Curator Charles Reeves brings the work of Andy Callahan, Hyang Cho, Michelle Gay, Gary Taxali and Stephen Fowler together in Ocad U’s summer-fall show where arts and letters meet.

Design and illustration superstar Taxali’s work has always been at the intersection of text and image, fusing graphic elements and signage into a unique amalgam of vintage and contemporary. Here he contributes some of his rarer illustration work.

Andy Callahan’s Books By Covers series basically turns the writing process inside out. After designing a series of book jackets that assemble tenuously related objects for hypothetical books, he asked authors to write “excerpts” inspired by them. They make an intriguing whimsical loop between fantasy cover and fantasy text.
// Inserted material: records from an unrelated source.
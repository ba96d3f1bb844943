//! Game rules for tic-tac-toe.
//!
//! Pure functions for evaluating a board. The outcome is always derived
//! from the squares, never tracked separately.

mod draw;
mod win;

pub use draw::is_full;
pub use win::check_winner;

use super::types::{Board, Outcome};
use tracing::{instrument, trace};

/// Evaluates the board: a completed line wins, a full board draws.
///
/// When more than one line is complete, the first in [`crate::LINES`] order
/// is reported. Legal play never produces completed lines for both marks.
#[instrument(skip(board), ret(level = "trace"))]
pub fn evaluate_outcome(board: &Board) -> Outcome {
    if let Some(winner) = check_winner(board) {
        return Outcome::Won(winner);
    }
    if is_full(board) {
        trace!("Board full with no winner");
        return Outcome::Draw;
    }
    Outcome::InProgress
}

#[cfg(test)]
mod tests {
    use super::*;
    use crate::Mark;

    #[test]
    fn test_diagonal_win_on_busy_board() {
        let board: Board = "XXO OX. ..X".parse().unwrap();
        assert_eq!(evaluate_outcome(&board), Outcome::Won(Mark::X));
    }

    #[test]
    fn test_draw() {
        let board: Board = "XOX XOO OXX".parse().unwrap();
        assert_eq!(evaluate_outcome(&board), Outcome::Draw);
    }

    #[test]
    fn test_full_board_with_winner_is_not_draw() {
        let board: Board = "XXX OOX OXO".parse().unwrap();
        assert_eq!(evaluate_outcome(&board), Outcome::Won(Mark::X));
    }

    #[test]
    fn test_in_progress() {
        assert_eq!(evaluate_outcome(&Board::new()), Outcome::InProgress);
        let board: Board = "XO. ... ...".parse().unwrap();
        assert_eq!(evaluate_outcome(&board), Outcome::InProgress);
    }

    #[test]
    fn test_first_line_reported() {
        // Unreachable board with both marks complete; row 0 (O) precedes row 1 (X).
        let board: Board = "OOO XXX ...".parse().unwrap();
        assert_eq!(evaluate_outcome(&board), Outcome::Won(Mark::O));
    }

    #[test]
    fn test_idempotent() {
        let board: Board = "XO. .X. O..".parse().unwrap();
        assert_eq!(evaluate_outcome(&board), evaluate_outcome(&board));
    }
}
Some books in the show make you wonder if you might be seeing things. Stephen Fowler, the proprietor of the Monkey’s Paw bookstore on Dundas West, has set up a large centrepiece collection of esoteric publications from the press of Charles C. Thomas, which specializes in forensics, criminology and behavioural science.

Fowler has an unerring eye for the bizarre, and his years of patient collecting have unearthed rare volumes such as The Psychology Of Strange Killers, The Hirsute Female and Self Destruction. They all radiate an aura of lurid curiosity masked by officiously bland scientific jargon.

Other works deal with the conceptual ideas surrounding textuality. In The Rest Is Silence, Hyang Cho displays the multi-volume Works Of Spinoza, over which she rewrote every word with an HB pencil while recording her reading of the text on cassette tapes. This multilevel reading exposes several facets of interpretation, showing how time and sound memory are integral to the reading process.

In Spampoet, Gay projects two and half years’ worth of spam messages onto the wall through a computational algorithm. The software generates random phrases of unique and inventive concrete poetry, sending up intentional language, media and meaning.